TRIBUN-MEDAN.com, MEDAN - Menjelang Hari Raya Idulfitri 1447 Hijriah, Wali Kota Medan Rico Tri Putra Bayu Waas menyalurkan zakat Aparatur Sipil Negara (ASN) di lingkungan Pemerintah Kota Medan kepada 948 mustahik yang tersebar di 21 kecamatan se-Kota Medan.
Zakat berupa paket sembako dan uang tunai itu diserahkan secara simbolis di Kantor Lurah Binjai, Kecamatan Medan Denai, Jumat (20/3/2026).
Dalam sambutannya, Rico Waas mengatakan Ramadan menjadi momentum bagi umat Islam untuk menunaikan kewajiban zakat sekaligus memperkuat kepedulian sosial terhadap sesama.
"Alhamdulillah hari ini kita bisa menyalurkan zakat dari para ASN kita. Yang terpenting dari kegiatan ini ialah keikhlasan kita untuk membantu sesama kita yang membutuhkan," kata Rico Waas.
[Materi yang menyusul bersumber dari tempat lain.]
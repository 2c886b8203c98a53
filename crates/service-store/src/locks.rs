//! Per-service-ID mutexes whose entries disappear once idle.

use dashmap::DashMap;
use std::sync::Arc;
use tokio::sync::{Mutex, OwnedMutexGuard};

/// Serializes work on the same service ID without blocking other IDs.
///
/// An entry lives only while some caller holds or waits for it, so the map
/// does not grow with every ID ever seen.
#[derive(Default)]
pub struct KeyedLocks {
    locks: DashMap<String, Arc<Mutex<()>>>,
}

impl KeyedLocks {
    pub fn new() -> Self {
        Self::default()
    }

    /// Wait for exclusive access to `service_id`.
    pub async fn lock(&self, service_id: &str) -> KeyedGuard<'_> {
        let lock = self
            .locks
            .entry(service_id.to_string())
            .or_insert_with(|| Arc::new(Mutex::new(())))
            .clone();

        KeyedGuard {
            locks: &self.locks,
            service_id: service_id.to_string(),
            guard: Some(lock.lock_owned().await),
        }
    }

    /// Number of IDs currently locked or waited on.
    pub fn len(&self) -> usize {
        self.locks.len()
    }

    pub fn is_empty(&self) -> bool {
        self.locks.is_empty()
    }
}

/// Exclusive access to one service ID, released on drop.
pub struct KeyedGuard<'a> {
    locks: &'a DashMap<String, Arc<Mutex<()>>>,
    service_id: String,
    guard: Option<OwnedMutexGuard<()>>,
}

impl Drop for KeyedGuard<'_> {
    fn drop(&mut self) {
        self.guard.take();
        // Waiters hold their own clone, so a count of one means only the map is left.
        self.locks
            .remove_if(&self.service_id, |_, lock| Arc::strong_count(lock) == 1);
    }
}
Rico juga mengapresiasi peran Badan Amil Zakat Nasional (Baznas) Kota Medan yang telah menghimpun zakat ASN Pemko Medan hingga terkumpul lebih dari Rp 353 juta.
Menurutnya, Baznas telah menjalankan fungsi yang baik dalam menghimpun sekaligus mendistribusikan zakat kepada masyarakat yang benar-benar membutuhkan.
"Baznas telah menunjukkan perannya yang sangat baik, membantu menghimpun dan mendistribusikan zakat yang diperoleh kepada masyarakat yang benar-benar membutuhkan," ujarnya.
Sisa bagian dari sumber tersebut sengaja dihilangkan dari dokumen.